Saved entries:

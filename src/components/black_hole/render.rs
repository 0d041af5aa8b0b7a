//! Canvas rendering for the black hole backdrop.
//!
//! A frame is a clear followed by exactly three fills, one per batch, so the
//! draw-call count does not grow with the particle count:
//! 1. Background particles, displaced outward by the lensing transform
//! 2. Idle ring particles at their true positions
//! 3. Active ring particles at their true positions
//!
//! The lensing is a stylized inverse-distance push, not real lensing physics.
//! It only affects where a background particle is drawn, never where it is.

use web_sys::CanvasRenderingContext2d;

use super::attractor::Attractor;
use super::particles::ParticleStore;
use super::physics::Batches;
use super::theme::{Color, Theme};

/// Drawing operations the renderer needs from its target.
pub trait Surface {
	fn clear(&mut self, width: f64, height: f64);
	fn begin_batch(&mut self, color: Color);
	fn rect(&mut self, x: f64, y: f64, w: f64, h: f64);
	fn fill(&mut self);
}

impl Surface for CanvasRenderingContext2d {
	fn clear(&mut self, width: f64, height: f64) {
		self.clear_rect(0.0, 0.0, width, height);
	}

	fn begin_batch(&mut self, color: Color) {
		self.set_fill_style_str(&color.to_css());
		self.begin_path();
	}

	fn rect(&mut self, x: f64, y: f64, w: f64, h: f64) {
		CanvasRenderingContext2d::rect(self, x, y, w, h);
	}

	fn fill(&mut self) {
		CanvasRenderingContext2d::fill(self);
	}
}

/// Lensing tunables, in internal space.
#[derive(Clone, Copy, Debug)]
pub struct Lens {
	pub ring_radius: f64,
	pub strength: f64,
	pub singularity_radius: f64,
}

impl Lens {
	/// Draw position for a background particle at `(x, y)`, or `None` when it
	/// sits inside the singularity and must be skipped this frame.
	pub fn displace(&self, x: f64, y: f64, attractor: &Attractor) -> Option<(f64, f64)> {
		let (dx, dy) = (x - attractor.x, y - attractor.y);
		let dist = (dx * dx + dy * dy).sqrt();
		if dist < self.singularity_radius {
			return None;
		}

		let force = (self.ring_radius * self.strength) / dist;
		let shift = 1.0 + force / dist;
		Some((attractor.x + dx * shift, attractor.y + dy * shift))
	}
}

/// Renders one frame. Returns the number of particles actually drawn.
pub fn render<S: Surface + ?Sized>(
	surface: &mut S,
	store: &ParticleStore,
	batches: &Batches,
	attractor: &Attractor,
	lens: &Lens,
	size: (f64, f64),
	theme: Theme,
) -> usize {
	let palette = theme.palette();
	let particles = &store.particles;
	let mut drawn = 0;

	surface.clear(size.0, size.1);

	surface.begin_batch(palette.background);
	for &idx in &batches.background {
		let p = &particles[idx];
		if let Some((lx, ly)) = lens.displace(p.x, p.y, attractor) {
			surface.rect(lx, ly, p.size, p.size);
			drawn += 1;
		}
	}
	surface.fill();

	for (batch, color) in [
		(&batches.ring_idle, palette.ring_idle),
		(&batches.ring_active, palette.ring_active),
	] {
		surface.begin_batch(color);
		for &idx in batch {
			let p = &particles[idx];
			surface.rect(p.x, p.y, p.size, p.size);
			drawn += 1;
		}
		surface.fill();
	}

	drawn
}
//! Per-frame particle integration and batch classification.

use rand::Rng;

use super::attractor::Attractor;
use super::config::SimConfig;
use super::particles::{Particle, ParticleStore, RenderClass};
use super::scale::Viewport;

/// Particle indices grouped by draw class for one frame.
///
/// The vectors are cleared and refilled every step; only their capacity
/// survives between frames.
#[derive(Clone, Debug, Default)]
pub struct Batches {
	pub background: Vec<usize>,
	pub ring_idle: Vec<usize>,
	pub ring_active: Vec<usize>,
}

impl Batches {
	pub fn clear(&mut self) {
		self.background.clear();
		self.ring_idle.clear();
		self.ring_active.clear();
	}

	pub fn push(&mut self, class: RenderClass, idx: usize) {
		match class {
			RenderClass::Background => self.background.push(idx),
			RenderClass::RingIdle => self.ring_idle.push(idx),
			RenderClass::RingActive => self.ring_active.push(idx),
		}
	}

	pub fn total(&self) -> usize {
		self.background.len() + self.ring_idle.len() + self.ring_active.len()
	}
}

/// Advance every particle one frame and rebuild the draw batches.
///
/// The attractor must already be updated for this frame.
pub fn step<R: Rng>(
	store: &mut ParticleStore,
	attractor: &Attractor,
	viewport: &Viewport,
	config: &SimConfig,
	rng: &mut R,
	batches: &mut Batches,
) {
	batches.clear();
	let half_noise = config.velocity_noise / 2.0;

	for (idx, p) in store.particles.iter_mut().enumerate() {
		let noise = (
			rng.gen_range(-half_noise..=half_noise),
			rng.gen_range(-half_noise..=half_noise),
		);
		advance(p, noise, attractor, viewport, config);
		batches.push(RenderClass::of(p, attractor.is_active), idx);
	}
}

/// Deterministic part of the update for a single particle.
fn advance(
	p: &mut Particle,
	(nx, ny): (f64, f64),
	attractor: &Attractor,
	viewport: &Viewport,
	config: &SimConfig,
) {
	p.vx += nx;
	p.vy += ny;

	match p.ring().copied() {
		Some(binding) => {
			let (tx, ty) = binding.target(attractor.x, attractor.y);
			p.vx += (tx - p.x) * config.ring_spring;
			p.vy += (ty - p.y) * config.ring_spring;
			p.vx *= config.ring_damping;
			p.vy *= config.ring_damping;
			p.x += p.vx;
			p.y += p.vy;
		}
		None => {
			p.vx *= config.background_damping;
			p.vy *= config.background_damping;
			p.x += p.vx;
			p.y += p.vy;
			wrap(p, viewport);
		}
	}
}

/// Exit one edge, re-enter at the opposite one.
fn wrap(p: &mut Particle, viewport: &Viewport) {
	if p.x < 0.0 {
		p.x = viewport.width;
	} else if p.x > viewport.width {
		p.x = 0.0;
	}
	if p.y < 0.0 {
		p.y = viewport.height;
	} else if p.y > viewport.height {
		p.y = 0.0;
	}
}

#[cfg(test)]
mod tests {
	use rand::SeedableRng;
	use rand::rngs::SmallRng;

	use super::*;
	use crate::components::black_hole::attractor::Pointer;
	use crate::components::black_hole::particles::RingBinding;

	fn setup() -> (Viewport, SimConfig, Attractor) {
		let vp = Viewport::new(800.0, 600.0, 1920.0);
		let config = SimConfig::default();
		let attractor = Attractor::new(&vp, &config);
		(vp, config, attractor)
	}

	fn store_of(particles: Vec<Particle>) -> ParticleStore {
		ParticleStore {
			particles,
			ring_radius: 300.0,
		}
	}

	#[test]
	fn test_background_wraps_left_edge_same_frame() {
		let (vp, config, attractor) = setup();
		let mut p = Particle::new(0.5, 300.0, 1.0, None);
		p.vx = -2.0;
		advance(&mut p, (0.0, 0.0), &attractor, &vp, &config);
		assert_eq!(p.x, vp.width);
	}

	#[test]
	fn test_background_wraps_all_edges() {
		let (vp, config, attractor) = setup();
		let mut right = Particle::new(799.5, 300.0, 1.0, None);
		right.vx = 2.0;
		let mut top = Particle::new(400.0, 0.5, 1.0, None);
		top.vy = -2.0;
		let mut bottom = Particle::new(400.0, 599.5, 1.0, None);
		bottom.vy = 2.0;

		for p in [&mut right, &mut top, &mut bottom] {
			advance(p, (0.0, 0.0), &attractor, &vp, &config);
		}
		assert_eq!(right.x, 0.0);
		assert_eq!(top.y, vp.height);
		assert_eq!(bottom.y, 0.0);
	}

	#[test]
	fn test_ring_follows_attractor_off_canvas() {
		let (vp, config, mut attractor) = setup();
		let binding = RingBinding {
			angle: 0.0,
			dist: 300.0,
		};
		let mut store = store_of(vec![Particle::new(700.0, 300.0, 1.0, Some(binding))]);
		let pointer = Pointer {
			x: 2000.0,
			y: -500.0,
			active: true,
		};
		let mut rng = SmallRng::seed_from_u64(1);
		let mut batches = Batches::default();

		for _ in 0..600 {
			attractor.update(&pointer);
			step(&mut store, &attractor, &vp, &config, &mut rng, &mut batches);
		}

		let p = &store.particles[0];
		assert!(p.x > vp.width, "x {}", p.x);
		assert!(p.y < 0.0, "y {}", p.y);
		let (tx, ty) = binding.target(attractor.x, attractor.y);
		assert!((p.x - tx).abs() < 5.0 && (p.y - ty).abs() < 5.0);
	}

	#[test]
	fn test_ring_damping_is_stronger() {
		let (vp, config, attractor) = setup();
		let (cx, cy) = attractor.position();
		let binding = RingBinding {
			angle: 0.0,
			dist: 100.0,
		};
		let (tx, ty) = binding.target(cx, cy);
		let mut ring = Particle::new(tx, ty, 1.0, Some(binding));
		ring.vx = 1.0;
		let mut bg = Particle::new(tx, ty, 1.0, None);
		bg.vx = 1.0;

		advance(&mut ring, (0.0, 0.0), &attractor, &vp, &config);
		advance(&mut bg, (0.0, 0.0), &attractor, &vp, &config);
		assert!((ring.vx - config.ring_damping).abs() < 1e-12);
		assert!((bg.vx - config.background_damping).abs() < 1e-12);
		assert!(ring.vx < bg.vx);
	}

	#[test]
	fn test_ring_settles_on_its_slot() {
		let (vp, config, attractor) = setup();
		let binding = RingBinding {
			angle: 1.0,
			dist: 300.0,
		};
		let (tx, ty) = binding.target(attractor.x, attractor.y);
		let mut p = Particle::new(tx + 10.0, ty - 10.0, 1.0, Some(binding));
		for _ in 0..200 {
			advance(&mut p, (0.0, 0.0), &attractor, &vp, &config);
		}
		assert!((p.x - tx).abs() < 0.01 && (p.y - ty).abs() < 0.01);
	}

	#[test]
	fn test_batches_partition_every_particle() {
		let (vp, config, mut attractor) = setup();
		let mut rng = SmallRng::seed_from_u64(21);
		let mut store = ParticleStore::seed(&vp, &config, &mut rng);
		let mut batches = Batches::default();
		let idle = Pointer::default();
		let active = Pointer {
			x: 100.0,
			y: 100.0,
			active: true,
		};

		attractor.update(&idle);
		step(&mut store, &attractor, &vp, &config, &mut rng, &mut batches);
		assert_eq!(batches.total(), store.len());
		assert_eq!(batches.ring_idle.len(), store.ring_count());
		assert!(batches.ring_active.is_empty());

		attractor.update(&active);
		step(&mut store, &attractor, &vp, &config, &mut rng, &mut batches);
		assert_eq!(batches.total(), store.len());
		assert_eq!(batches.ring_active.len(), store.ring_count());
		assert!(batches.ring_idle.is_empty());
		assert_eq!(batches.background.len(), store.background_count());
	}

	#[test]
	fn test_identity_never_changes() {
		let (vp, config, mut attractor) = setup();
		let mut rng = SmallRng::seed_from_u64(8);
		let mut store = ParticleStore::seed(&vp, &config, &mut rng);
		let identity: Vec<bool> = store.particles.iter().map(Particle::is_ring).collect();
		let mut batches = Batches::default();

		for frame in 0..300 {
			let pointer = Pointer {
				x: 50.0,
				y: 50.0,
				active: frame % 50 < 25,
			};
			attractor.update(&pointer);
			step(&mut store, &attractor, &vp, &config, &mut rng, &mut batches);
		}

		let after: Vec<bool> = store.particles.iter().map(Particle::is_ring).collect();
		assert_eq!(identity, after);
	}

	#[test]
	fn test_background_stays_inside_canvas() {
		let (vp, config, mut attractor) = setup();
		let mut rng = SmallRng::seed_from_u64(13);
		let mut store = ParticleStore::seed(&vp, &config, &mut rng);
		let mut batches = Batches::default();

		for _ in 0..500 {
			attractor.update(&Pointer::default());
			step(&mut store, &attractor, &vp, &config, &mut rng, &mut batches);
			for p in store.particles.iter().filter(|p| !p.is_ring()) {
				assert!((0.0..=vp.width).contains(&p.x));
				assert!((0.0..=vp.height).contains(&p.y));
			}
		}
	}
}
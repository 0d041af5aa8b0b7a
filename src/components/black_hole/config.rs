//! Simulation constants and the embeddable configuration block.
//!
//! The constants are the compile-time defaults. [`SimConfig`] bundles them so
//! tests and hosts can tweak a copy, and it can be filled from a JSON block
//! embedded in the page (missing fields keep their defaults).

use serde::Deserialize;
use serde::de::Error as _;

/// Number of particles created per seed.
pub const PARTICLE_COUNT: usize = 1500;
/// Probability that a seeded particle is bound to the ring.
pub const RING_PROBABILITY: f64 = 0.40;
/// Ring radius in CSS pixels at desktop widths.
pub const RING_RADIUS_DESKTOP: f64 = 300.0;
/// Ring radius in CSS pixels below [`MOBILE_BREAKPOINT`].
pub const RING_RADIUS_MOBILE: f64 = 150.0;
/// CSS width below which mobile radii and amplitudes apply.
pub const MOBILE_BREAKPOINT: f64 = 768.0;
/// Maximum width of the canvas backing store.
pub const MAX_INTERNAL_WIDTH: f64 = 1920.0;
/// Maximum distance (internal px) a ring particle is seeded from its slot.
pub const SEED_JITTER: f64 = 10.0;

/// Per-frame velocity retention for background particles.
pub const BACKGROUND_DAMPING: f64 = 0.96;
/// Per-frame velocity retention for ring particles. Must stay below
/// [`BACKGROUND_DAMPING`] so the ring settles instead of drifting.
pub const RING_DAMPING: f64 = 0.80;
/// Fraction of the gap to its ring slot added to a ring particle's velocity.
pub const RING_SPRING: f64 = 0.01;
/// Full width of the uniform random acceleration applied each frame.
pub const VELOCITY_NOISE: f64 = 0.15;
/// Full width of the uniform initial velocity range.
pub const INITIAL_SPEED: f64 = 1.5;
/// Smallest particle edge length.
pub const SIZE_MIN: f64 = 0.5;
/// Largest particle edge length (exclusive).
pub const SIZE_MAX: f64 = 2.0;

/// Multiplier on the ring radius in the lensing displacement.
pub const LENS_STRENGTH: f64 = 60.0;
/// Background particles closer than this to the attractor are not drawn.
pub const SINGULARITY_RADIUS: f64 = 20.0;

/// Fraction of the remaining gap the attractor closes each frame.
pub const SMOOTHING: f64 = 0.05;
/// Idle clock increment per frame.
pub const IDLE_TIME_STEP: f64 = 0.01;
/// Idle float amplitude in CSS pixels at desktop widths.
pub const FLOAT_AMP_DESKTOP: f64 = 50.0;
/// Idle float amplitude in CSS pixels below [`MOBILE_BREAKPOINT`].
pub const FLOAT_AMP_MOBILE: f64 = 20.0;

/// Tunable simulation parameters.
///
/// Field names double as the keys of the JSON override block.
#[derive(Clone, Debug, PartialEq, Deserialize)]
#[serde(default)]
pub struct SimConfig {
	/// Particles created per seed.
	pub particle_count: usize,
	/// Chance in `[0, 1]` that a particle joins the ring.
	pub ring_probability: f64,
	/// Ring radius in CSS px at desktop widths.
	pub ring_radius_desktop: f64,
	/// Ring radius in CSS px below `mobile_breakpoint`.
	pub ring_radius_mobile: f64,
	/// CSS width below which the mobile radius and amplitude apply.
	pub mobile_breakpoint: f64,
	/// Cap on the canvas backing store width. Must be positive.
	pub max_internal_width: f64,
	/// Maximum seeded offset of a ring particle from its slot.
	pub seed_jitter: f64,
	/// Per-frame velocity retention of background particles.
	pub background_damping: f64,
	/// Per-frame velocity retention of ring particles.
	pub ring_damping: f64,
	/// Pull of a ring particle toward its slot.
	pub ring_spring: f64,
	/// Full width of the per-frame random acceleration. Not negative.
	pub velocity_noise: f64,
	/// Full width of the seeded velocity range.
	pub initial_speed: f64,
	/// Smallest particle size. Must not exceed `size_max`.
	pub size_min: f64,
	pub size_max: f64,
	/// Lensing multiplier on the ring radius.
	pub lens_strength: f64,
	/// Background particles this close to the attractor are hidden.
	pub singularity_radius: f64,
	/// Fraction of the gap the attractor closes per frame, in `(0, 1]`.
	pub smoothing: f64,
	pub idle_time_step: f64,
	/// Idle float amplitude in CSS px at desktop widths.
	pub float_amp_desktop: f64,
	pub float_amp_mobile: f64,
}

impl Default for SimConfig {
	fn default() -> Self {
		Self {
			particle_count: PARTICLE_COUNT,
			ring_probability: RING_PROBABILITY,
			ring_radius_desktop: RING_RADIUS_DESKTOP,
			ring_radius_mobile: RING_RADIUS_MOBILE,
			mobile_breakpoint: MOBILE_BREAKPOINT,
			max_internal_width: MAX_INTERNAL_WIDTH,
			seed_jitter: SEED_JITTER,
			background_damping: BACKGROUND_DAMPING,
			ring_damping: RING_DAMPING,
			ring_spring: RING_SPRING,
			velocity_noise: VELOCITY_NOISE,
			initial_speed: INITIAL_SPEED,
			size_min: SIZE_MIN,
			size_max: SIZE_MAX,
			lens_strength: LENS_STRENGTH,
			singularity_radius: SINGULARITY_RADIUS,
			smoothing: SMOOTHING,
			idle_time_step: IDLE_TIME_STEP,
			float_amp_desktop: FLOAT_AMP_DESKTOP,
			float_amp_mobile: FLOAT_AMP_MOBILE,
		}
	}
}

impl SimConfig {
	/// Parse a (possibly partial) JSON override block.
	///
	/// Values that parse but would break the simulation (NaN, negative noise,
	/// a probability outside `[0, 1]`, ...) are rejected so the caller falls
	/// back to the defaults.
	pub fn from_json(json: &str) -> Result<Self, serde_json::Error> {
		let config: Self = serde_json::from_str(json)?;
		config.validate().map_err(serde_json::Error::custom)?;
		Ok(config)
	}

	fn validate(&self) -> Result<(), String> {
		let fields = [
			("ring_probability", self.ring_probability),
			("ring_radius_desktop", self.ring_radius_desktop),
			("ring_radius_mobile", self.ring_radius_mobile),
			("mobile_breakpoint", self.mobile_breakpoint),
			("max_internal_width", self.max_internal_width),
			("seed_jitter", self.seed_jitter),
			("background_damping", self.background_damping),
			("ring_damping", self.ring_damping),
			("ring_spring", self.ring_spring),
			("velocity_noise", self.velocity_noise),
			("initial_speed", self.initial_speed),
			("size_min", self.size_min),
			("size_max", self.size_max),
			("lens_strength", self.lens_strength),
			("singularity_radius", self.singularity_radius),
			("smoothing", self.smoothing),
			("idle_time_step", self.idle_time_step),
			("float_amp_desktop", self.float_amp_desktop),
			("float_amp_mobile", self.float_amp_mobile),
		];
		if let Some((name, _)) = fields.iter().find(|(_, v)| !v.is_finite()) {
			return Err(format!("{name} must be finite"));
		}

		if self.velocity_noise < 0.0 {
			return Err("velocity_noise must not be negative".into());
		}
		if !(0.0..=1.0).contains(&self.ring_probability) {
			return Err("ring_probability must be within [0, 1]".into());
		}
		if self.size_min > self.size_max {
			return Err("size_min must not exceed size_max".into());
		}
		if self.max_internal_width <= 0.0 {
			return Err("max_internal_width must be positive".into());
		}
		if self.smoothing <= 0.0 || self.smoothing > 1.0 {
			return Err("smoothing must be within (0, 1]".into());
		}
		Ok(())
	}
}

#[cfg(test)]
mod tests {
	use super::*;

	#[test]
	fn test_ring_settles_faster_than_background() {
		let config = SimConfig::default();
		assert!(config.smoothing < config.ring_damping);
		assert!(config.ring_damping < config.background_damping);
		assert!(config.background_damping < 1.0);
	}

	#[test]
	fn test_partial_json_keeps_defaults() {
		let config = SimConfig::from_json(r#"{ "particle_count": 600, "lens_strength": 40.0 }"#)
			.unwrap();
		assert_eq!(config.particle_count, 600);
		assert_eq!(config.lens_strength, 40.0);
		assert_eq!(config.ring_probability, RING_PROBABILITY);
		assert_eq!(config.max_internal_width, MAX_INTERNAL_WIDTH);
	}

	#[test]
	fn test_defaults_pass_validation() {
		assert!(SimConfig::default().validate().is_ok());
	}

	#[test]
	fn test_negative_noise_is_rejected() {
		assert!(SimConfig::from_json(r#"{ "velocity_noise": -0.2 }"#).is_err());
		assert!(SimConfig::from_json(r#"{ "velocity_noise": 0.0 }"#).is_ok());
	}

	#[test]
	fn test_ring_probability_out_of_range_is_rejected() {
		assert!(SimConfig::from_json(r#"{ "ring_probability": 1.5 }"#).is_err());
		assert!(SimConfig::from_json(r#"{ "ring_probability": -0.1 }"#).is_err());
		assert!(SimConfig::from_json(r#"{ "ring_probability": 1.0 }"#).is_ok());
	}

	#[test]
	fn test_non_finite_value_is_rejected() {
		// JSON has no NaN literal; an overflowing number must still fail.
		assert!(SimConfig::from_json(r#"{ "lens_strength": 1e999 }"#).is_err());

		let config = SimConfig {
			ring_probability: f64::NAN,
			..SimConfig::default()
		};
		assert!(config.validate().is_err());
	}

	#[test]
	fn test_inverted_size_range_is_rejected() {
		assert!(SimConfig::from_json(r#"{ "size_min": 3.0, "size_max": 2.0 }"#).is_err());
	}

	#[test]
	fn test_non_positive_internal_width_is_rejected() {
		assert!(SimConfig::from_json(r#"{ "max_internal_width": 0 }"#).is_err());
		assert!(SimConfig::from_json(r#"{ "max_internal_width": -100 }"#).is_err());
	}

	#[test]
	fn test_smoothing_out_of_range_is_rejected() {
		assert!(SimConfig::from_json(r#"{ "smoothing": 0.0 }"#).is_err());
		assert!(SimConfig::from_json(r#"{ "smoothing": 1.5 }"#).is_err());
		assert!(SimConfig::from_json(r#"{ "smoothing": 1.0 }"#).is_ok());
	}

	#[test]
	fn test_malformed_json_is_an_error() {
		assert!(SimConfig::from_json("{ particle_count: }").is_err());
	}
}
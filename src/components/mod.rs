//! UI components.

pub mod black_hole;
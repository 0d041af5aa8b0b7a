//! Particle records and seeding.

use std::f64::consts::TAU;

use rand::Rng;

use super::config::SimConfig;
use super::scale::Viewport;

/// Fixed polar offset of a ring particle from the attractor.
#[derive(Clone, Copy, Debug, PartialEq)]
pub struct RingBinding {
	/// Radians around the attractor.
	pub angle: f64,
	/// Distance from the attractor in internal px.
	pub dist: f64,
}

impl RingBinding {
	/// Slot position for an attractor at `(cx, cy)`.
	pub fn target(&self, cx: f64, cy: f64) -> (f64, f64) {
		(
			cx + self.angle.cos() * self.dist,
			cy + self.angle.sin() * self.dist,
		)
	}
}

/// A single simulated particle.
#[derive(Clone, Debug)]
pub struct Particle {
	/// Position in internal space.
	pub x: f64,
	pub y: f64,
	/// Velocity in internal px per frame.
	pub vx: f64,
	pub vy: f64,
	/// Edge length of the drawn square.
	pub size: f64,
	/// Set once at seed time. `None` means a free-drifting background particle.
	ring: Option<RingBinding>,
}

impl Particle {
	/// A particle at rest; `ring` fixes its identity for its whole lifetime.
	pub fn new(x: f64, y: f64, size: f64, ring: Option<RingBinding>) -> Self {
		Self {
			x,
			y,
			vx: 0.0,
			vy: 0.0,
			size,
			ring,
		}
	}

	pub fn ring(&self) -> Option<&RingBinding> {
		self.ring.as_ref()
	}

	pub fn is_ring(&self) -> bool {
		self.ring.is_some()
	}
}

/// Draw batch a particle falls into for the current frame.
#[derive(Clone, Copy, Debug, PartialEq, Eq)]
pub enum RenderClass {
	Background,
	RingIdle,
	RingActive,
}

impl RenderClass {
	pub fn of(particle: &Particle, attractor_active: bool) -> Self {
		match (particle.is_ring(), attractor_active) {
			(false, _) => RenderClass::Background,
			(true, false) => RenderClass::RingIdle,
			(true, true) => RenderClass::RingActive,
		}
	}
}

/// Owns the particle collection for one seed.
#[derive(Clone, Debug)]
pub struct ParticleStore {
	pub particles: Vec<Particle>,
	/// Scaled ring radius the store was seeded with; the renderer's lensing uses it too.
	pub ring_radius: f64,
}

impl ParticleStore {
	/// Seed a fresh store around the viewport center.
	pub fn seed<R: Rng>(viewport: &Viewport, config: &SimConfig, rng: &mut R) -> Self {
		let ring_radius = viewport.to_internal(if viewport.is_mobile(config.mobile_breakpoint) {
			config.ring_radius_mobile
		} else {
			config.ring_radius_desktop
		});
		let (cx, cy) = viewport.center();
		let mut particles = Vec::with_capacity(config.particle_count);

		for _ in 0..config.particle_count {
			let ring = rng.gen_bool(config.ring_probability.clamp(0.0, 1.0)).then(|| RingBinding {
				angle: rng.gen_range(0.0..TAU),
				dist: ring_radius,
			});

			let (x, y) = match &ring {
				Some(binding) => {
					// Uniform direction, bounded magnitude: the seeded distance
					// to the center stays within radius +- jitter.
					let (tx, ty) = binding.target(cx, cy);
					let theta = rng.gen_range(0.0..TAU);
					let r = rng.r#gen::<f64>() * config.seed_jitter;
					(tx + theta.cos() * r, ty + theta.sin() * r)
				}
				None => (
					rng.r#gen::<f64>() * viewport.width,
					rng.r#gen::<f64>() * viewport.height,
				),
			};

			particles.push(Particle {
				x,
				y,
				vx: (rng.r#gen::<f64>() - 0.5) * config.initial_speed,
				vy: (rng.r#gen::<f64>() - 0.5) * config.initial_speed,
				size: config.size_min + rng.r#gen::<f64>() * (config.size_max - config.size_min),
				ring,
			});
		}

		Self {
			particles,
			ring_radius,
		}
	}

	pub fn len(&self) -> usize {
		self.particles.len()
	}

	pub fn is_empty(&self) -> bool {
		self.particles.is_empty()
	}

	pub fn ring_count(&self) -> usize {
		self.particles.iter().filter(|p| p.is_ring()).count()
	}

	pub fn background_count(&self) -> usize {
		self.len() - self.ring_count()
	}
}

-- Problem to solve --
Check every line above for the word "acceleration" and copy those that have it.

-- Written solution --
/// Full width of the uniform random acceleration applied each frame.
	/// Full width of the per-frame random acceleration. Not negative.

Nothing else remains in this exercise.